Scientific classification
- Kingdom: Plantae
- Clade: Embryophytes
- Clade: Tracheophytes
- Clade: Angiosperms
- Clade: Eudicots
- Clade: Rosids
- Order: Fabales
- Family: Fabaceae
- Subfamily: Faboideae
- Genus: Astragalus
- Species: A. bernardinus
- Binomial name: Astragalus bernardinus M.E.Jones

= Astragalus bernardinus =

- Genus: Astragalus
- Species: bernardinus
- Authority: M.E.Jones
- Conservation status: G3

Species of legume

Astragalus bernardinus, known by the common name San Bernardino milkvetch or the Lesser Three-keeled Milkvetch, is a species of milkvetch. It is a plant of desert and dry mountain slope habitat. It is native to California.

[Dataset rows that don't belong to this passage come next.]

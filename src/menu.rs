//! Custom menu API
//!
//! Endpoints:
//!   POST https://api.weixin.qq.com/cgi-bin/menu/create?access_token=ACCESS_TOKEN
//!   GET  https://api.weixin.qq.com/cgi-bin/get_current_selfmenu_info?access_token=ACCESS_TOKEN
//!
//! Request body example:
//! {
//!   "button": [
//!     { "type": "click", "name": "今日歌曲", "key": "V1001_TODAY_MUSIC" },
//!     {
//!       "name": "菜单",
//!       "sub_button": [
//!         { "type": "view", "name": "搜索", "url": "http://www.soso.com/" }
//!       ]
//!     }
//!   ]
//! }
//!
//! Notes:
//! - Up to 3 top-level buttons, each with up to 5 sub buttons.
//! - Clicking a `click` button pushes a `CLICK` event carrying `key` as `EventKey`;
//!   `view` buttons push a `VIEW` event.
//! - Menu changes may take a few minutes to reach clients.

use reqwest::Url;
use serde::{Deserialize, Serialize};
use tracing::instrument;

use crate::client::{Result, WxClient, WxError};

/// Full menu definition
#[derive(Debug, Clone, PartialEq, Serialize, Deserialize)]
pub struct Menu {
    pub button: Vec<MenuButton>,
}

#[derive(Debug, Clone, Default, PartialEq, Serialize, Deserialize)]
pub struct MenuButton {
    /// click, view, miniprogram, scancode_push, ...; absent on parent buttons
    #[serde(rename = "type", skip_serializing_if = "Option::is_none")]
    pub kind: Option<String>,
    pub name: String,
    #[serde(skip_serializing_if = "Option::is_none")]
    pub key: Option<String>,
    #[serde(skip_serializing_if = "Option::is_none")]
    pub url: Option<String>,
    /// Mini Program appid (`miniprogram` buttons)
    #[serde(skip_serializing_if = "Option::is_none")]
    pub appid: Option<String>,
    #[serde(skip_serializing_if = "Option::is_none")]
    pub pagepath: Option<String>,
    #[serde(skip_serializing_if = "Option::is_none")]
    pub media_id: Option<String>,
    #[serde(default, skip_serializing_if = "Vec::is_empty")]
    pub sub_button: Vec<MenuButton>,
}

impl MenuButton {
    pub fn click(name: impl Into<String>, key: impl Into<String>) -> Self {
        Self {
            kind: Some("click".into()),
            name: name.into(),
            key: Some(key.into()),
            ..Default::default()
        }
    }

    pub fn view(name: impl Into<String>, url: impl Into<String>) -> Self {
        Self {
            kind: Some("view".into()),
            name: name.into(),
            url: Some(url.into()),
            ..Default::default()
        }
    }

    /// `url` is the fallback page for clients without Mini Program support.
    pub fn mini_program(
        name: impl Into<String>,
        appid: impl Into<String>,
        pagepath: impl Into<String>,
        url: impl Into<String>,
    ) -> Self {
        Self {
            kind: Some("miniprogram".into()),
            name: name.into(),
            url: Some(url.into()),
            appid: Some(appid.into()),
            pagepath: Some(pagepath.into()),
            ..Default::default()
        }
    }

    pub fn parent(name: impl Into<String>, sub_button: Vec<MenuButton>) -> Self {
        Self {
            name: name.into(),
            sub_button,
            ..Default::default()
        }
    }
}

/// Response for get_current_selfmenu_info
#[derive(Debug, Clone, Deserialize)]
pub struct SelfMenuInfo {
    /// 1 when a menu is enabled
    pub is_menu_open: i32,
    /// Menu tree as configured (admin console or API); shape varies by button type
    #[serde(default)]
    pub selfmenu_info: Option<serde_json::Value>,
}

impl WxClient {
    /// Call menu/create, replacing the current menu.
    #[instrument(level = "debug", skip(self, access_token, menu))]
    pub async fn create_menu(&self, access_token: &str, menu: &Menu) -> Result<()> {
        let url = self.endpoint_with_token("/cgi-bin/menu/create", access_token)?;
        let _: WxError = self.post_json(url, menu).await?;
        Ok(())
    }

    /// Current menu configuration
    #[instrument(level = "debug", skip(self, access_token))]
    pub async fn current_selfmenu_info(&self, access_token: &str) -> Result<SelfMenuInfo> {
        let url = self.selfmenu_info_url(access_token)?;
        self.get_json(url).await
    }

    fn selfmenu_info_url(&self, access_token: &str) -> Result<Url> {
        self.endpoint_with_token("/cgi-bin/get_current_selfmenu_info", access_token)
    }
}

#[cfg(test)]
mod tests {
    use super::*;
    use serde_json::json;

    #[test]
    fn menu_serializes_without_empty_fields() {
        let menu = Menu {
            button: vec![
                MenuButton::click("今日歌曲", "V1001_TODAY_MUSIC"),
                MenuButton::parent(
                    "菜单",
                    vec![
                        MenuButton::view("搜索", "http://www.soso.com/"),
                        MenuButton::mini_program(
                            "wxa",
                            "wx286b93c14bbf93aa",
                            "pages/lunar/index",
                            "http://mp.weixin.qq.com",
                        ),
                    ],
                ),
            ],
        };
        let v = serde_json::to_value(&menu).expect("json");
        assert_eq!(
            v,
            json!({
                "button": [
                    {"type": "click", "name": "今日歌曲", "key": "V1001_TODAY_MUSIC"},
                    {
                        "name": "菜单",
                        "sub_button": [
                            {"type": "view", "name": "搜索", "url": "http://www.soso.com/"},
                            {
                                "type": "miniprogram",
                                "name": "wxa",
                                "url": "http://mp.weixin.qq.com",
                                "appid": "wx286b93c14bbf93aa",
                                "pagepath": "pages/lunar/index"
                            }
                        ]
                    }
                ]
            })
        );
    }

    #[test]
    fn selfmenu_url_carries_token() {
        let client = WxClient::default().with_domain("api2.weixin.qq.com");
        let url = client.selfmenu_info_url("TOKEN").expect("url");
        assert_eq!(
            url.as_str(),
            "https://api2.weixin.qq.com/cgi-bin/get_current_selfmenu_info?access_token=TOKEN"
        );
    }

    #[test]
    fn selfmenu_info_decodes() {
        let info: SelfMenuInfo = serde_json::from_value(json!({
            "is_menu_open": 1,
            "selfmenu_info": {"button": [{"type": "click", "name": "今日歌曲", "key": "V1001"}]}
        }))
        .expect("decode");
        assert_eq!(info.is_menu_open, 1);
        assert!(info.selfmenu_info.is_some());
    }
}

==Distribution and Habitat ==
The plant is native to the San Bernardino Mountains of Southern California. It is also found in the Mojave Desert sky islands, in the Ivanpah Mountains and nearby New York Mountains which straddle the California—Nevada state line.

It lives in the communities of Pinyon-Juniper Woodland and Joshua Tree Woodland. It is threatened in California.

It has a rank of G3, which means it is vulnerable.

==Description==
Astragalus bernardinus is a slender, wiry perennial herb growing in twisted clumps, sometimes clinging to other plants for support. The stems are 10 to 50 centimeters long and mostly naked, coated partly in stiff hairs. The leaves are up to 14 centimeters long and are made up of widely spaced pairs of lance-shaped leaflets. The inflorescence is a loose cluster of up to 25 light purple pealike flowers. The fruit is a pale-colored legume pod up to 3 centimeters long which dries to a papery texture. The bloom colors are White, Pink, Blue, Purple, or Violet.